Re: [PATCH v2 1/1] Introduce git add --renormalize .

2017-11-12 Thread Torsten Bögershausen
On Fri, Nov 10, 2017 at 09:22:10AM +0900, Junio C Hamano wrote:

> 
> Taking these altogether, perhaps
> 
> Apply the "clean" process freshly to all tracked files to
> forcibly add them again to the index.  This is useful after
> changing `core.autocrlf` configuration or the `text` attribute
> in order to correct files added with wrong CRLF/LF line endings.
> This option implies `-u`.
> 
> Thanks.

OK with the text - I can send a new version the next days.
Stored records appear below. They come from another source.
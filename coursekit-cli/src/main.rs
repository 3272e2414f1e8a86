//! CourseKit CLI - terminal front end for the course-content core
//!
//! Thin wiring of config + credentials + client. Renders the content
//! tree and exercises the mutation operations and the upload pipeline;
//! all actual state lives in the gateway and the client library.

use std::path::PathBuf;
use std::sync::Arc;
use std::time::Duration;

use anyhow::{bail, Context, Result};
use clap::{Parser, Subcommand};
use tracing::info;
use tracing_subscriber::{layer::SubscriberExt, util::SubscriberInitExt};
use uuid::Uuid;

use coursekit_client::{
    ApiGateway, CourseEditor, CourseStore, CredentialProvider, SessionFile, StaticCredentials,
    UploadSource,
};
use coursekit_common::api::{LessonPatch, SectionPatch};

/// Command-line arguments for coursekit
#[derive(Parser, Debug)]
#[command(name = "coursekit")]
#[command(about = "Course content management client")]
#[command(version)]
struct Args {
    /// Gateway base URL
    #[arg(long, env = "COURSEKIT_GATEWAY_URL")]
    gateway_url: Option<String>,

    /// Bearer token (overrides the persisted session file)
    #[arg(long, env = "COURSEKIT_TOKEN")]
    token: Option<String>,

    #[command(subcommand)]
    command: Command,
}

#[derive(Subcommand, Debug)]
enum Command {
    /// List the course tree
    Courses,
    /// Create a course, optionally with a banner image
    CreateCourse {
        title: String,
        description: String,
        #[arg(long, default_value = "general")]
        category: String,
        #[arg(long)]
        banner: Option<PathBuf>,
    },
    /// Add a section to a course
    AddSection {
        course_id: Uuid,
        title: String,
        description: String,
    },
    /// Edit a section (only the given fields are sent)
    EditSection {
        course_id: Uuid,
        section_id: Uuid,
        #[arg(long)]
        title: Option<String>,
        #[arg(long)]
        description: Option<String>,
    },
    /// Delete a section and its lessons
    DeleteSection { course_id: Uuid, section_id: Uuid },
    /// Add a lesson, optionally uploading an asset first
    AddLesson {
        section_id: Uuid,
        course_id: Uuid,
        title: String,
        description: String,
        #[arg(long)]
        file: Option<PathBuf>,
    },
    /// Edit a lesson (only the given fields are sent)
    EditLesson {
        lesson_id: Uuid,
        course_id: Uuid,
        #[arg(long)]
        title: Option<String>,
        #[arg(long)]
        description: Option<String>,
    },
    /// Delete a lesson
    DeleteLesson {
        lesson_id: Uuid,
        course_id: Uuid,
        section_id: Uuid,
    },
    /// Publish a course (blocked while it has no sections)
    Publish { course_id: Uuid },
    /// Resolve an object key to a time-limited viewable link
    Link { file_key: String },
}

#[tokio::main]
async fn main() -> Result<()> {
    tracing_subscriber::registry()
        .with(
            tracing_subscriber::EnvFilter::try_from_default_env()
                .unwrap_or_else(|_| "coursekit=info".into()),
        )
        .with(tracing_subscriber::fmt::layer())
        .init();

    let args = Args::parse();

    let config = coursekit_common::config::resolve(args.gateway_url.as_deref())
        .context("Failed to resolve configuration")?;
    info!("Gateway: {}", config.gateway_url);

    let credentials: Box<dyn CredentialProvider> = match &args.token {
        Some(token) => Box::new(StaticCredentials::new(token.clone())),
        None => {
            let path = config
                .session_file
                .clone()
                .context("No token given and no session file configured")?;
            Box::new(SessionFile::new(path))
        }
    };

    let gateway = Arc::new(
        ApiGateway::new(
            &config.gateway_url,
            Duration::from_secs(config.request_timeout_secs),
            credentials,
        )
        .context("Failed to initialize gateway client")?,
    );
    let store = Arc::new(CourseStore::new());
    let editor = CourseEditor::new(Arc::clone(&gateway), Arc::clone(&store))
        .context("Failed to initialize editor")?;

    match args.command {
        Command::Courses => {
            store.load(&gateway).await?;
            render_tree(&store);
        }
        Command::CreateCourse {
            title,
            description,
            category,
            banner,
        } => {
            let banner_source = banner.map(read_upload_source).transpose()?;
            let course = editor
                .create_course(&title, &description, &category, banner_source.as_ref())
                .await?;
            println!("Created course {}", course.id);
        }
        Command::AddSection {
            course_id,
            title,
            description,
        } => {
            editor.add_section(course_id, &title, &description).await?;
            println!("Section added");
        }
        Command::EditSection {
            course_id,
            section_id,
            title,
            description,
        } => {
            editor
                .edit_section(course_id, section_id, SectionPatch { title, description })
                .await?;
            println!("Section updated");
        }
        Command::DeleteSection {
            course_id,
            section_id,
        } => {
            editor.delete_section(course_id, section_id).await?;
            println!("Section deleted");
        }
        Command::AddLesson {
            section_id,
            course_id,
            title,
            description,
            file,
        } => {
            let source = file.map(read_upload_source).transpose()?;
            let lesson = editor
                .add_lesson(section_id, course_id, &title, &description, source.as_ref())
                .await?;
            println!("Created lesson {}", lesson.id);
        }
        Command::EditLesson {
            lesson_id,
            course_id,
            title,
            description,
        } => {
            editor
                .edit_lesson(lesson_id, course_id, LessonPatch { title, description })
                .await?;
            println!("Lesson updated");
        }
        Command::DeleteLesson {
            lesson_id,
            course_id,
            section_id,
        } => {
            editor.delete_lesson(lesson_id, course_id, section_id).await?;
            println!("Lesson deleted");
        }
        Command::Publish { course_id } => {
            store.load(&gateway).await?;
            editor.publish_course(course_id).await?;
            println!("Course published");
        }
        Command::Link { file_key } => {
            let url = editor.uploader().viewable_link(&file_key).await?;
            println!("{}", url);
        }
    }

    Ok(())
}

/// Read a local file into an upload source, sniffing the content type
/// from the leading bytes
fn read_upload_source(path: PathBuf) -> Result<UploadSource> {
    let bytes = std::fs::read(&path).with_context(|| format!("Failed to read {:?}", path))?;
    if bytes.is_empty() {
        bail!("Refusing to upload empty file: {:?}", path);
    }
    let filename = path
        .file_name()
        .map(|n| n.to_string_lossy().to_string())
        .with_context(|| format!("Not a file path: {:?}", path))?;
    let content_type = infer::get(&bytes)
        .map(|t| t.mime_type().to_string())
        .unwrap_or_else(|| "application/octet-stream".to_string());
    Ok(UploadSource::new(filename, content_type, bytes))
}

fn render_tree(store: &CourseStore) {
    let courses = store.get();
    if courses.is_empty() {
        println!("No courses");
        return;
    }
    for course in courses.iter() {
        let published = if course.published { " [published]" } else { "" };
        println!("{} {}{}", course.id, course.title, published);
        for section in &course.sections {
            println!("  {} {} ({} lessons)", section.id, section.title, section.lessons.len());
        }
    }
}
Re: [PATCH v2 1/1] Introduce git add --renormalize .

2017-11-09 Thread Junio C Hamano
Torsten Bögershausen  writes:

> Here is a somwhat shorter description:
>
> Apply the "clean" process freshly to all tracked files.
> This is useful after changing `core.autocrlf` or the `text`
> attributes in the `.gitattributes` file because
> Git may not consider these files as changed.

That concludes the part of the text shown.